“Well,” muttered Chester, “I see my way now, and I am not going to sit down calmly over the matter. I must—I will see her again.”

Then he trembled, and the hot burning sensation came once more. But it passed off, and he felt that he must be calm and wait till he had another long sleep, when he hoped to be quite restored.

He lay trying now to forget all that had passed, so as to rest for a while; but sleep would not come, and he could do nothing but dwell upon his adventures at that mysterious house. It was so strange. The servants had evidently been sent away, so that they might know nothing of what threatened for long enough to prove a murder. He wanted to know of none other cause for the quarrel. His patient must have been shot down while defending his sister from some insult offered by the clever, overbearing, unprincipled scoundrel who seemed to lord it over all.

And as Chester lay thinking, an intense desire came over him to learn more of the family who had literally imprisoned him, and kept him there all those days. When there, it had seemed for the most part like some romantic dream; and as he lay now at home thinking, the vague intangibility of those nights and days appeared to him more fanciful and strange than ever; so much so, that there were moments when he was ready to ask himself whether, after all, it was not the result of imagination.
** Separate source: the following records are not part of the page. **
impl SemanticCache {
    /// Build the cache, reading the master secret from `config.encryption_key_env`.
    pub fn new(
        config: &CacheConfig,
        backend: Arc<dyn CacheBackend>,
        embedder: Arc<dyn Embedder>,
    ) -> Self {
        let master = std::env::var(&config.encryption_key_env)
            .ok()
            .filter(|k| !k.is_empty());
        Self::with_master_key(config, backend, embedder, master.as_deref().map(str::as_bytes))
    }

    pub fn with_master_key(
        config: &CacheConfig,
        backend: Arc<dyn CacheBackend>,
        embedder: Arc<dyn Embedder>,
        master: Option<&[u8]>,
    ) -> Self {
        Self {
            response: Tier::new(CacheTier::Response, &config.response, master),
            context: Tier::new(CacheTier::Context, &config.context, master),
            backend,
            embedder,
            timeout: Duration::from_millis(config.timeout_ms),
            enabled: config.enabled,
        }
    }

    pub fn is_enabled(&self) -> bool {
        self.enabled && (self.response.settings.enabled || self.context.settings.enabled)
    }

    pub fn tier_enabled(&self, tier: CacheTier) -> bool {
        self.enabled && self.tier(tier).settings.enabled
    }

    fn tier(&self, tier: CacheTier) -> &Tier {
        match tier {
            CacheTier::Response => &self.response,
            CacheTier::Context => &self.context,
        }
    }

    /// Embed a question for lookups. `None` when the cache is off or embedding fails.
    pub async fn key_for(&self, question: &str) -> Option<CacheKey> {
        if !self.is_enabled() {
            return None;
        }
        let result = self
            .bounded(async {
                embed_query(self.embedder.as_ref(), question)
                    .await
                    .map_err(|e| CacheError::Embedding(e.to_string()))
            })
            .await;
        match result {
            Ok(embedding) => Some(CacheKey::from_embedding(embedding)),
            Err(e) => {
                tracing::warn!(error = %e, "cache key unavailable; skipping cache");
                None
            }
        }
    }

    /// Nearest entry the requester may see, or `None`.
    pub async fn get<T: DeserializeOwned>(
        &self,
        tier: CacheTier,
        key: &CacheKey,
        clearance: &Clearance,
    ) -> Option<T> {
        if !self.tier_enabled(tier) {
            return None;
        }
        match self.try_get(tier, key, clearance).await {
            Ok(Some(value)) => {
                tracing::debug!(tier = tier.as_str(), "cache hit");
                Some(value)
            }
            Ok(None) => {
                tracing::debug!(tier = tier.as_str(), "cache miss");
                None
            }
            Err(e) => {
                tracing::warn!(tier = tier.as_str(), error = %e, "cache read failed; treating as miss");
                None
            }
        }
    }

    async fn try_get<T: DeserializeOwned>(
        &self,
        tier: CacheTier,
        key: &CacheKey,
        clearance: &Clearance,
    ) -> Result<Option<T>, CacheError> {
        let t = self.tier(tier);
        let hit = self
            .bounded(async {
                self.backend
                    .lookup(tier.as_str(), &key.embedding, t.settings.similarity_threshold)
                    .await
                    .map_err(|e| CacheError::Backend(e.to_string()))
            })
            .await?;
        let Some(hit) = hit else {
            return Ok(None);
        };

        if !hit.scope.allows(clearance) {
            tracing::debug!(
                tier = tier.as_str(),
                min_level = %hit.scope.min_security_level,
                departmental = hit.scope.is_departmental,
                "cache entry outside requester clearance"
            );
            return Ok(None);
        }

        let text = match (&t.cipher, is_sealed(&hit.payload)) {
            (Some(cipher), _) => cipher.open(&hit.payload)?,
            (None, true) => {
                return Err(CacheError::Crypto(
                    "sealed payload but no key configured".into(),
                ))
            }
            (None, false) => hit.payload,
        };
        Ok(Some(serde_json::from_str(&text)?))
    }

    /// Store a value with the scope of the passages it was derived from.
    pub async fn set<T: Serialize>(
        &self,
        tier: CacheTier,
        key: &CacheKey,
        value: &T,
        scope: SecurityScope,
    ) {
        if !self.tier_enabled(tier) {
            return;
        }
        if let Err(e) = self.try_set(tier, key, value, scope).await {
            tracing::warn!(tier = tier.as_str(), error = %e, "cache write failed");
        } else {
            tracing::debug!(tier = tier.as_str(), "cache write");
        }
    }

    async fn try_set<T: Serialize>(
        &self,
        tier: CacheTier,
        key: &CacheKey,
        value: &T,
        scope: SecurityScope,
    ) -> Result<(), CacheError> {
        let t = self.tier(tier);
        let json = serde_json::to_string(value)?;
        let payload = match &t.cipher {
            Some(cipher) => match cipher.seal(&json) {
                Ok(sealed) => sealed,
                Err(e) => {
                    tracing::warn!(tier = tier.as_str(), error = %e, "encryption failed; storing plaintext");
                    json
                }
            },
            None => json,
        };
        let ttl = Duration::from_secs(t.settings.ttl_secs);
        self.bounded(async {
            self.backend
                .insert(tier.as_str(), key.embedding.clone(), payload, scope, ttl)
                .await
                .map_err(|e| CacheError::Backend(e.to_string()))
        })
        .await
    }

    async fn bounded<T>(
        &self,
        fut: impl Future<Output = Result<T, CacheError>>,
    ) -> Result<T, CacheError> {
        tokio::time::timeout(self.timeout, fut)
            .await
            .map_err(|_| CacheError::Timeout)?
    }
}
He recalled all the actors in the little social drama—the men whom he had seen on the first night, and who dropped out of sight afterwards; the two ladies—the wives of the brothers—both quiet, startled-looking women, of the type that would be seen exhibiting the latest fashions at some race, at Lord’s, or at a meeting of the Four-in-Hand Club, and evidently slaves of their husbands—and he recalled now how the wife of the elder brother seemed to hold her lord in dread.

“There’s something more about that place than one knows,” Chester thought to himself as he turned from side to side, “and I cannot—I will not, sit down and patiently bear such treatment. To-morrow I’ll go and demand an explanation. I have a good excuse,” he said half aloud and with a bitter laugh; “there is my promised fee, and—Pish!” he exclaimed savagely. “If I am to prove a scoundrel, I will be an honest one. I will ferret out who and what they are. I behaved like a child in not having some explanation earlier—in yielding passively as I did without reason—no, not without reason. I could not help it. Heaven help me! I will—I must see her again. It is fate!”

He jumped up in bed, for a sudden thought now sent a chill of horror through him, as for the first time the drugging which had taken place showed itself in another light.

“To get rid of me,” he muttered, as the great drops of sweat gathered on his face, “and—the last thing I remember—Marion—her head fallen upon the couch beside her brother, helpless now to protect her—drugged, insensible, at the mercy of that villain; and I here without stirring or raising a hand.”

Some little time later, feeling weak and faint, he was standing in the hall reaching down his hat, and for a moment he had a feeling of compunction. Isabel—his sister—what would they think of his strange, base infatuation?

“What they will,” he said between his teeth. “Placed in such circumstances, no man could be master of himself. I must save her, even if we never meet again;” and the door closed after him loudly, as, half mad now with excitement, Marion’s eyes seeming to lure him on, he stepped out into the darkness of the night.